▶ [YOUR TASK]
Look in the material below for the line with "repository 8ab6be5a3829d349" and the line with "else is configured.", then set down exactly those two lines and all lines between, nothing more.

▶ [DATA PROVIDED]
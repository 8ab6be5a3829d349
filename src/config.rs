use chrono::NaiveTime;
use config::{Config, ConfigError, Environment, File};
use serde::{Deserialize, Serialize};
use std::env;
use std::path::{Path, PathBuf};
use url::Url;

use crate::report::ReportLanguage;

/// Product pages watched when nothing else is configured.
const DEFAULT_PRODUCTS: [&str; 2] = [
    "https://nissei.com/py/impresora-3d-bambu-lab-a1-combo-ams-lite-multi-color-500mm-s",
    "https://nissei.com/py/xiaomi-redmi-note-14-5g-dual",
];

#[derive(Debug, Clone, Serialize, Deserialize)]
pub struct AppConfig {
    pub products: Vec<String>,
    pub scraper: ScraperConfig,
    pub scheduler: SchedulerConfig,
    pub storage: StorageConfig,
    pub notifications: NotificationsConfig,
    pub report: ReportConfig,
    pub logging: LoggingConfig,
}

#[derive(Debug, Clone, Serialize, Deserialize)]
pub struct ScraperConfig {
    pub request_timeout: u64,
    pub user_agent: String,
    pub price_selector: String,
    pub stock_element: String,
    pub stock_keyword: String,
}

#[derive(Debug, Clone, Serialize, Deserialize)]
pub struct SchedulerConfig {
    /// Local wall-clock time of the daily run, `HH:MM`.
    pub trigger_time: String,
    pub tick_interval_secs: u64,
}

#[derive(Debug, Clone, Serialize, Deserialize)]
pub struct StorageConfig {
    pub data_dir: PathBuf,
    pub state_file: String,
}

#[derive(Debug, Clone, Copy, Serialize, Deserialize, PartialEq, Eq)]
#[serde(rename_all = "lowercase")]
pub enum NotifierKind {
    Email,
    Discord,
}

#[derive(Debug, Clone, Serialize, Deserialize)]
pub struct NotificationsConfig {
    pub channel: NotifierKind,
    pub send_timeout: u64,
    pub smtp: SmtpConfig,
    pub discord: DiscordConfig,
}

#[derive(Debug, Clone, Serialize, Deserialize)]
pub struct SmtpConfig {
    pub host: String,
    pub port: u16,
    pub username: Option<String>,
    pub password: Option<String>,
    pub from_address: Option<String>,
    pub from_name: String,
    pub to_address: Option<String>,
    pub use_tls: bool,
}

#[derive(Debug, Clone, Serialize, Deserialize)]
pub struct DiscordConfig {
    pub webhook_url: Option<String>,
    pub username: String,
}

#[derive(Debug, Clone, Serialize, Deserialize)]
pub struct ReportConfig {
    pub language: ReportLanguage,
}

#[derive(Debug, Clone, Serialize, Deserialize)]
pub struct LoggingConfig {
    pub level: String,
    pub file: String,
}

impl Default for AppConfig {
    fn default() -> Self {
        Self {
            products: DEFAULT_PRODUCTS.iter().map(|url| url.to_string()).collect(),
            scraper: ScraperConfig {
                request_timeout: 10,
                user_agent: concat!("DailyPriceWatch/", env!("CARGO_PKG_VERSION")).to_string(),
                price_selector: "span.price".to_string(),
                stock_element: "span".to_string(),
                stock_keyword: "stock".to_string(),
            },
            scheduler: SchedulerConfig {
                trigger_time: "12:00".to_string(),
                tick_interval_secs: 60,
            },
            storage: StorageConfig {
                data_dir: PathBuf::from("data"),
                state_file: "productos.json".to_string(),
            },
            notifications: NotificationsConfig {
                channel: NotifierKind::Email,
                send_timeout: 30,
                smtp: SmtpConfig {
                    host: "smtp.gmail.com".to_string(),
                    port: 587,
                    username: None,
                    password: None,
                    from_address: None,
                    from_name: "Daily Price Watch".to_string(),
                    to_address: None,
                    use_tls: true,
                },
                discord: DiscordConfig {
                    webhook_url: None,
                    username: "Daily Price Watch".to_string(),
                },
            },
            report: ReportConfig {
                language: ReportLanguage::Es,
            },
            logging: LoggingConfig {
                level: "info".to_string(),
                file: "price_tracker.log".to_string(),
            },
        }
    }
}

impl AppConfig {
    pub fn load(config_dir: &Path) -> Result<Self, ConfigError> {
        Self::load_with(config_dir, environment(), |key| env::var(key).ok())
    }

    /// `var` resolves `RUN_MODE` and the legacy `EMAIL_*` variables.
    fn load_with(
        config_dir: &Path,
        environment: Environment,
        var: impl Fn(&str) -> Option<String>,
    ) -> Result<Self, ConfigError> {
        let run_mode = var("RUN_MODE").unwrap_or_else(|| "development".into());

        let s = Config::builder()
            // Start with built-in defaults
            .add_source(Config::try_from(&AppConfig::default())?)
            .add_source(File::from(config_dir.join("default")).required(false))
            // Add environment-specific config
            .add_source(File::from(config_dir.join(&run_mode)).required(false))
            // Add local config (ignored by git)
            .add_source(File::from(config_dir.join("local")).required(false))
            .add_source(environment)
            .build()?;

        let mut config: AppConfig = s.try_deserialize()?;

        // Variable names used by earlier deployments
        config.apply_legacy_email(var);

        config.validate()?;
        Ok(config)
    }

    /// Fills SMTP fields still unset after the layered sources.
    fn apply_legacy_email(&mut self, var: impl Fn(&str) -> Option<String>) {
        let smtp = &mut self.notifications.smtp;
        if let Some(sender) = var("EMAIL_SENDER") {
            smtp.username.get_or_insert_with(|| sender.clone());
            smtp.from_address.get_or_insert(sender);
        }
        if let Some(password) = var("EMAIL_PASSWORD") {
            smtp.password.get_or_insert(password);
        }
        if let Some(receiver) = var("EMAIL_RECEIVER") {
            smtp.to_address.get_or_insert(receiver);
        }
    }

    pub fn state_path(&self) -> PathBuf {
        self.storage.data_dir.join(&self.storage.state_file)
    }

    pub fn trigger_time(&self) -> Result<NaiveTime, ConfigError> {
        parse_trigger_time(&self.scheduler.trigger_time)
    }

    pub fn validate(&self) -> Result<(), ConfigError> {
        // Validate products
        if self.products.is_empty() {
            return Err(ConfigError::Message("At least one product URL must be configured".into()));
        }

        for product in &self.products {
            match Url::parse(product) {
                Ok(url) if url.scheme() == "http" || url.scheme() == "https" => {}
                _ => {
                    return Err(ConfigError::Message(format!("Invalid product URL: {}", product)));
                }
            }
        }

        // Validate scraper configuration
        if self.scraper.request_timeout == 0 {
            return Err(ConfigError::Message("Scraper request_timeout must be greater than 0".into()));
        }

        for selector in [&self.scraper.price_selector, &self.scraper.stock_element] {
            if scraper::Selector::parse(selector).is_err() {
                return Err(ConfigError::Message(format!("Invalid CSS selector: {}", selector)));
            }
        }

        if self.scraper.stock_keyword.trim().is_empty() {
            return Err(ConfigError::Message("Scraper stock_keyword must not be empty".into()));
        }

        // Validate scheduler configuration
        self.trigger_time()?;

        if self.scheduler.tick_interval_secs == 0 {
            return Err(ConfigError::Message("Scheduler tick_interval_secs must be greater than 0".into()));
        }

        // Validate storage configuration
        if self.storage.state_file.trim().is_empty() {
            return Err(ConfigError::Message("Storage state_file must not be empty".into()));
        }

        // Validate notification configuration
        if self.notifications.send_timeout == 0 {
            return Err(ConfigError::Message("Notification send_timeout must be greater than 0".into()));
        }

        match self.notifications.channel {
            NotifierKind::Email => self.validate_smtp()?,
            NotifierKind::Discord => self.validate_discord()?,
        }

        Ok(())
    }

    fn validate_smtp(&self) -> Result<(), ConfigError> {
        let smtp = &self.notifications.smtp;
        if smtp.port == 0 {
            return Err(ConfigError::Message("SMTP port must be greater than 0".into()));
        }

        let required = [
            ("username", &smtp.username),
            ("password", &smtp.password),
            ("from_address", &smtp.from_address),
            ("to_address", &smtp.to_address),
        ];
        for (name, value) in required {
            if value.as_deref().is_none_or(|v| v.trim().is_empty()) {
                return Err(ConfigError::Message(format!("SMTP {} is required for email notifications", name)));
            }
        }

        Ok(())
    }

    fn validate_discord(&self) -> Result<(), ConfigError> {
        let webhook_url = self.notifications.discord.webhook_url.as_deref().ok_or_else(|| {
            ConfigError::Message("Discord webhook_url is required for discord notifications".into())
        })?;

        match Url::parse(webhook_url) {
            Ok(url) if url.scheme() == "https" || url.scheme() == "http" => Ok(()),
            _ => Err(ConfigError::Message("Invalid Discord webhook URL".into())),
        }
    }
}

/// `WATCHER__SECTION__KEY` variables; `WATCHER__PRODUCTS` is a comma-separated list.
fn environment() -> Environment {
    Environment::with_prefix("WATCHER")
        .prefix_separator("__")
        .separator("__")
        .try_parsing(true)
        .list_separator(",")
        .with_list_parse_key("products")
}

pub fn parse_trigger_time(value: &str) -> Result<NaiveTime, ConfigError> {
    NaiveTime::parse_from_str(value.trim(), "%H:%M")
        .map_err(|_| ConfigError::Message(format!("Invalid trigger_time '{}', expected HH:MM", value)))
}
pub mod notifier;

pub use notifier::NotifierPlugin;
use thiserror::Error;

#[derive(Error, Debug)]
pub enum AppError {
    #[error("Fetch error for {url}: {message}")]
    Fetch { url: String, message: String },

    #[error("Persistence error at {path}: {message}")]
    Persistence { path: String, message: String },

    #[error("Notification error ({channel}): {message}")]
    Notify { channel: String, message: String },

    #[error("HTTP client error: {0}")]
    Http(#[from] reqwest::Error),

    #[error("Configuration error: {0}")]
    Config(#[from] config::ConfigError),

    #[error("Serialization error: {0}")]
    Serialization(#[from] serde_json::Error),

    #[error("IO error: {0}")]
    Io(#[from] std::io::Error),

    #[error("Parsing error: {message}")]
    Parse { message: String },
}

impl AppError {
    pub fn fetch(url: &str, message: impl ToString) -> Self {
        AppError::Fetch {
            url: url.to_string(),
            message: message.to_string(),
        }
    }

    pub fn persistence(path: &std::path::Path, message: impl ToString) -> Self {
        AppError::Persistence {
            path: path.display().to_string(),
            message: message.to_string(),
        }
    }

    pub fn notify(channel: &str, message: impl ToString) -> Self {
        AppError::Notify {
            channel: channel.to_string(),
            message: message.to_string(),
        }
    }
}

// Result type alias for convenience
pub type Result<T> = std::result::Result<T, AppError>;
--
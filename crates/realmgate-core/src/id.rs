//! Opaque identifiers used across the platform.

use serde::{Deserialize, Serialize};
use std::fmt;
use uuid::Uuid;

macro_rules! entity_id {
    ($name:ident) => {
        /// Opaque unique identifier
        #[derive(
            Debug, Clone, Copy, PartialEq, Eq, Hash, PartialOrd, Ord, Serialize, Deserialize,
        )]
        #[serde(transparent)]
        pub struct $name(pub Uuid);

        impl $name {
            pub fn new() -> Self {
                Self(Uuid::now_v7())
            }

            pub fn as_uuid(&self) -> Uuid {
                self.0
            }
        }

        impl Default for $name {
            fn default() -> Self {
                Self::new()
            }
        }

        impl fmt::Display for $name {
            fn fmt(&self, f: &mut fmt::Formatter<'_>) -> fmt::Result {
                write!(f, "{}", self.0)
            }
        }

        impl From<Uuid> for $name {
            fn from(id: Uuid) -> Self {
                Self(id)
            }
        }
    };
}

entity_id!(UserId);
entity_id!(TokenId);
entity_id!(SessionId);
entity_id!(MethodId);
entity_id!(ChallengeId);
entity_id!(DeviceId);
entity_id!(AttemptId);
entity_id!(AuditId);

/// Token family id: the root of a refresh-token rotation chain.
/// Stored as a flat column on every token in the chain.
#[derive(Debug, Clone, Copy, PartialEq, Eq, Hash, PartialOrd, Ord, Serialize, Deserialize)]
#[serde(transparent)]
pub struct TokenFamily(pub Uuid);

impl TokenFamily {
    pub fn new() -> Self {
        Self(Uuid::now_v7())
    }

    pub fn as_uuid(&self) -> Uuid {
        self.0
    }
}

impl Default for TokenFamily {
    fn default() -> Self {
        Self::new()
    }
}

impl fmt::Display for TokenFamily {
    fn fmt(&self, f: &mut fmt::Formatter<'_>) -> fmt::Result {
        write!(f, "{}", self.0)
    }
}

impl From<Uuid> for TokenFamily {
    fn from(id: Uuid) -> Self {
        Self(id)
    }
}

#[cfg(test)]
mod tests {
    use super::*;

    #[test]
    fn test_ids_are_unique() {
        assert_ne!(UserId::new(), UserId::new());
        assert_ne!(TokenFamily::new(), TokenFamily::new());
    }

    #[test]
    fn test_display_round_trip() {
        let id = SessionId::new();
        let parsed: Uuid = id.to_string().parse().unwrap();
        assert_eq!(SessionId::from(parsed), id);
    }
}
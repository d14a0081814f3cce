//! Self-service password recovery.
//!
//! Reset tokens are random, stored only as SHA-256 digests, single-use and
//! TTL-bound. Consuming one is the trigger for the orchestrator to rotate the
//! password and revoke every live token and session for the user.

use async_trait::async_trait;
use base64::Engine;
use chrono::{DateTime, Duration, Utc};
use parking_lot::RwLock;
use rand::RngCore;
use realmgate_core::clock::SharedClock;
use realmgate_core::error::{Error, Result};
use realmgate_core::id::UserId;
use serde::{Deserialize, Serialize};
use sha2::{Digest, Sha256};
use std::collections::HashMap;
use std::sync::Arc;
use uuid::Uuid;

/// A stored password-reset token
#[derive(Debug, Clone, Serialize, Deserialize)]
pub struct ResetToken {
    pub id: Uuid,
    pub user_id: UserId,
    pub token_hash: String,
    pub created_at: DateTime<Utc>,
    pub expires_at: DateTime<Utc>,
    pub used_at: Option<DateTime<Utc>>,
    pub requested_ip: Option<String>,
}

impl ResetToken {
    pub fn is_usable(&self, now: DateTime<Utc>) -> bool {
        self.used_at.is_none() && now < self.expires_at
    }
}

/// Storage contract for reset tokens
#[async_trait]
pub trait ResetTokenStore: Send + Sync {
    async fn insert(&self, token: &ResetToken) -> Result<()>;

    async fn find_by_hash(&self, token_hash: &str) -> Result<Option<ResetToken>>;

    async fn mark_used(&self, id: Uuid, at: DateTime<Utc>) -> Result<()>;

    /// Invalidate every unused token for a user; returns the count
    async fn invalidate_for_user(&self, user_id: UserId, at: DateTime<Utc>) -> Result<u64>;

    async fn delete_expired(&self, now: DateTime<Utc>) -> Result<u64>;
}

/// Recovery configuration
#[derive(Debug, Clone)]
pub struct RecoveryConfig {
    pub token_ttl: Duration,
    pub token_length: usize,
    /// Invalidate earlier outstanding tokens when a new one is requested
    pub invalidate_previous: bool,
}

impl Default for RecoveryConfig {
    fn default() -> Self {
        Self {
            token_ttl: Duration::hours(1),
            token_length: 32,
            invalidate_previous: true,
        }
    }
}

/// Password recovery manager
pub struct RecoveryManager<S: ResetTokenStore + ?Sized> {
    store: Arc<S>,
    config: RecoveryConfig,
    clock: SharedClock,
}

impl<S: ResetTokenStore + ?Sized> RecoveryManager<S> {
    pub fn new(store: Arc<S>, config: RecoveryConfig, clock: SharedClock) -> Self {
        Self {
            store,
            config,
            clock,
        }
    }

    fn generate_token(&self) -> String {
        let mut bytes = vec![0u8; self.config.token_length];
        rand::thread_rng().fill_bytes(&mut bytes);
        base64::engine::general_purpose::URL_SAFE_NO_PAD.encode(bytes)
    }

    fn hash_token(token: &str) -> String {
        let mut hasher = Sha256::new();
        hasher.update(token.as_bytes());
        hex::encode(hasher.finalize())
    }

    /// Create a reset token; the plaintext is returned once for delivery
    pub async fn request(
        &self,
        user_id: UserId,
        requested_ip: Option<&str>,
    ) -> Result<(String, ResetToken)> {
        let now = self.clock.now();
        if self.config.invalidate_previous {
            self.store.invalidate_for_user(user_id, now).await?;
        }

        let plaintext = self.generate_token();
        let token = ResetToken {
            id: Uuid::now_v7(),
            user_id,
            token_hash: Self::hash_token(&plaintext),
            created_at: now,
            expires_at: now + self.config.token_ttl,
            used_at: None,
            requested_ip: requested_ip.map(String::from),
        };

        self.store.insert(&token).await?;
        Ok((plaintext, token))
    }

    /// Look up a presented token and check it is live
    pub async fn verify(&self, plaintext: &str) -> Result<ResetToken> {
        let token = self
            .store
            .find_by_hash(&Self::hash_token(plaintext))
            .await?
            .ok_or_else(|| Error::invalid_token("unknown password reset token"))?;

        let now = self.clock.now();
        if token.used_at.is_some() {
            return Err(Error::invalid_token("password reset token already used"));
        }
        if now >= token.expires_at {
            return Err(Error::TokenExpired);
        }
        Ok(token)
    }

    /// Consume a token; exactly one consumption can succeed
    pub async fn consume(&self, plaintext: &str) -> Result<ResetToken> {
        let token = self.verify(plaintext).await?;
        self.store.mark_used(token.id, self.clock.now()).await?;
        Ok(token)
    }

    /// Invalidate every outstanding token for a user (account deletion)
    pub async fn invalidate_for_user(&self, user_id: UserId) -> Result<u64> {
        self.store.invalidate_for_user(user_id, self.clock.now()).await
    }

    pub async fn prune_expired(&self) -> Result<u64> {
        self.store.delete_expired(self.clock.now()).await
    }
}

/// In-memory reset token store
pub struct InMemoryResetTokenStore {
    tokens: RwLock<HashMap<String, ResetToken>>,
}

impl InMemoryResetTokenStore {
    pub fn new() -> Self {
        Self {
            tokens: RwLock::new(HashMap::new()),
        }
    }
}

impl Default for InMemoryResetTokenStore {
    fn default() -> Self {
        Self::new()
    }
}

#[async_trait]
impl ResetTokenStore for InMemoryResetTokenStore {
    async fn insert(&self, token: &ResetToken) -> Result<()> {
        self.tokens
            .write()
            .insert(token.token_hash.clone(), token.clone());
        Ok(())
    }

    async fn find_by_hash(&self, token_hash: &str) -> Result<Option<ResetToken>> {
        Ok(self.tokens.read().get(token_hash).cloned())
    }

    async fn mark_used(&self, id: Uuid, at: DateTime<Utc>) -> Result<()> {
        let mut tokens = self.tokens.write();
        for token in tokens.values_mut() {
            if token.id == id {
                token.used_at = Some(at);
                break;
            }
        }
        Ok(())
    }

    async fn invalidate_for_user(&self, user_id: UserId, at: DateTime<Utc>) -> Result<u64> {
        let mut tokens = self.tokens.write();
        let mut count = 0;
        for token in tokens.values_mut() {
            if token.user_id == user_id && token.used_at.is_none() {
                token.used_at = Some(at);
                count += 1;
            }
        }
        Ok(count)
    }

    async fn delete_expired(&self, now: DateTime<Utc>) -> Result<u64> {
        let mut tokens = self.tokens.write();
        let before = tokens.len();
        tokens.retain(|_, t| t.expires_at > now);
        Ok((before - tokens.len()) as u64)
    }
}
--
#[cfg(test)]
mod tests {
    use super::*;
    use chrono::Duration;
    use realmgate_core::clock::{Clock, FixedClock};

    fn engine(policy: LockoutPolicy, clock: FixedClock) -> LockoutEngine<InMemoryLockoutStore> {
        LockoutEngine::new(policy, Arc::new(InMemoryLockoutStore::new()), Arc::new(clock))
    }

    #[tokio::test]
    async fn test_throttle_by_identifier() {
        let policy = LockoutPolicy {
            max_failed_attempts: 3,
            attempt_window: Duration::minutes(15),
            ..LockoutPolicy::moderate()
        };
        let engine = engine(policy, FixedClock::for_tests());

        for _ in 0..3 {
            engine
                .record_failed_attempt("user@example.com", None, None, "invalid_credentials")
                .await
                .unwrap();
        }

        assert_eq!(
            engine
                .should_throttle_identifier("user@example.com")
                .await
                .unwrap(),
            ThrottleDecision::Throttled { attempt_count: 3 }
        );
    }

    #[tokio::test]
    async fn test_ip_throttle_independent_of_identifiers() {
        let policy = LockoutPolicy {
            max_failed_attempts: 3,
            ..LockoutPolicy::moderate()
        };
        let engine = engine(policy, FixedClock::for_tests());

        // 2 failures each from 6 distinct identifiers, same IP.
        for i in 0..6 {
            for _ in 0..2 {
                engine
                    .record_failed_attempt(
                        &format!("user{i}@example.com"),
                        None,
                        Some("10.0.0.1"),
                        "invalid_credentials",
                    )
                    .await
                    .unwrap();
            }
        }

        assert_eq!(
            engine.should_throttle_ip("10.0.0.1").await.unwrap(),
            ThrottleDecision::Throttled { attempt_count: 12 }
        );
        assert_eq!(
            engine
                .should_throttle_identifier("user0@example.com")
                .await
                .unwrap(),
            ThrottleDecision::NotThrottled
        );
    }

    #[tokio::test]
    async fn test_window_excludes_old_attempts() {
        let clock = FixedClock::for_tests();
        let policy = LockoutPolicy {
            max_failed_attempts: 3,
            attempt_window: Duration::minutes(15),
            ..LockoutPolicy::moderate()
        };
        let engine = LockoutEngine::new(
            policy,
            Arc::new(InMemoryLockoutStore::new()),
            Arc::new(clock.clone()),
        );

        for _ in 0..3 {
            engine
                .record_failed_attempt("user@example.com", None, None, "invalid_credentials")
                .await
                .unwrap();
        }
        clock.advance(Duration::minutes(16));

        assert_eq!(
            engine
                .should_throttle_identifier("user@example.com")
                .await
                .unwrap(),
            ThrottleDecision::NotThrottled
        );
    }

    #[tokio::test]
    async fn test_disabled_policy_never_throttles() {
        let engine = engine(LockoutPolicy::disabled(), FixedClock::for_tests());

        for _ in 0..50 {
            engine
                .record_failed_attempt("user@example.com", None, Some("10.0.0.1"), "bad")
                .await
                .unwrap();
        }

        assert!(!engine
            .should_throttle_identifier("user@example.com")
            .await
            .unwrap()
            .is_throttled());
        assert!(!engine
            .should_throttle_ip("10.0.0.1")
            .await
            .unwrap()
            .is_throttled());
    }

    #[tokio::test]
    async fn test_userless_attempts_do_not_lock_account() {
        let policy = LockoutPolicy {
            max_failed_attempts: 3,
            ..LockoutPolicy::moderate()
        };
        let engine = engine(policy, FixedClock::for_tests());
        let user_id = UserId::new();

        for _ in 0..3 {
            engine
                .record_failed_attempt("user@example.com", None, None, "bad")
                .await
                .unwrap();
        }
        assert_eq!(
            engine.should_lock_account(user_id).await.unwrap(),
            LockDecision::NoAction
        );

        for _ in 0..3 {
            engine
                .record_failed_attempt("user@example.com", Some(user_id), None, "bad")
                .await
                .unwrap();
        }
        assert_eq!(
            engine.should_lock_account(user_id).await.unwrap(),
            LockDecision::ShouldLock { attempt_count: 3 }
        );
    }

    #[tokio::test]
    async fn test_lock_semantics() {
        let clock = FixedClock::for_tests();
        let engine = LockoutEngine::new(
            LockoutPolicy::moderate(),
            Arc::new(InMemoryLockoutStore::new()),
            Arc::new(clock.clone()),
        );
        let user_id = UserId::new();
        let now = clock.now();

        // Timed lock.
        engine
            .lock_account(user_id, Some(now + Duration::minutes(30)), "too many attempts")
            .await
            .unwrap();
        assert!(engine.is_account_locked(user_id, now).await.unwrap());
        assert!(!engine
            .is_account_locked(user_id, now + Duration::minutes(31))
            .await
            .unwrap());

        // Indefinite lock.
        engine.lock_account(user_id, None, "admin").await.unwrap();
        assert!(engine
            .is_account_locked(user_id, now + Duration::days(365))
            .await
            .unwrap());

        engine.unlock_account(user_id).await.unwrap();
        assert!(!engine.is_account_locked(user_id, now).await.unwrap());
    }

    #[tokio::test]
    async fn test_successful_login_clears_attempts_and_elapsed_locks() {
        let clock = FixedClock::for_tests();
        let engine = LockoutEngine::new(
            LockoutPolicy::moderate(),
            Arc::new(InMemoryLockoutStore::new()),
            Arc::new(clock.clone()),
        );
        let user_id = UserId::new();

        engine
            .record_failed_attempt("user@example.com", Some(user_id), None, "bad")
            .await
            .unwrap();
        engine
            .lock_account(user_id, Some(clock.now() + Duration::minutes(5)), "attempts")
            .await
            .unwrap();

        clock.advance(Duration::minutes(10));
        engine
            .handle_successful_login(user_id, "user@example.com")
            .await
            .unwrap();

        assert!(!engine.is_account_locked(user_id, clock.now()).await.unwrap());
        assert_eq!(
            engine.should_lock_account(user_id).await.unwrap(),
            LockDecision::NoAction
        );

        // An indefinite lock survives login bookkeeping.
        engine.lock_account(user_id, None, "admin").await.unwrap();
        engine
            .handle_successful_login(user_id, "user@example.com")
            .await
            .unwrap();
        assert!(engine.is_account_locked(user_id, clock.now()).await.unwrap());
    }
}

▶ [TASK RESPONSE]
repository 8ab6be5a3829d349
filename src/config.rs
use chrono::NaiveTime;
use config::{Config, ConfigError, Environment, File};
use serde::{Deserialize, Serialize};
use std::env;
use std::path::{Path, PathBuf};
use url::Url;

use crate::report::ReportLanguage;

/// Product pages watched when nothing else is configured.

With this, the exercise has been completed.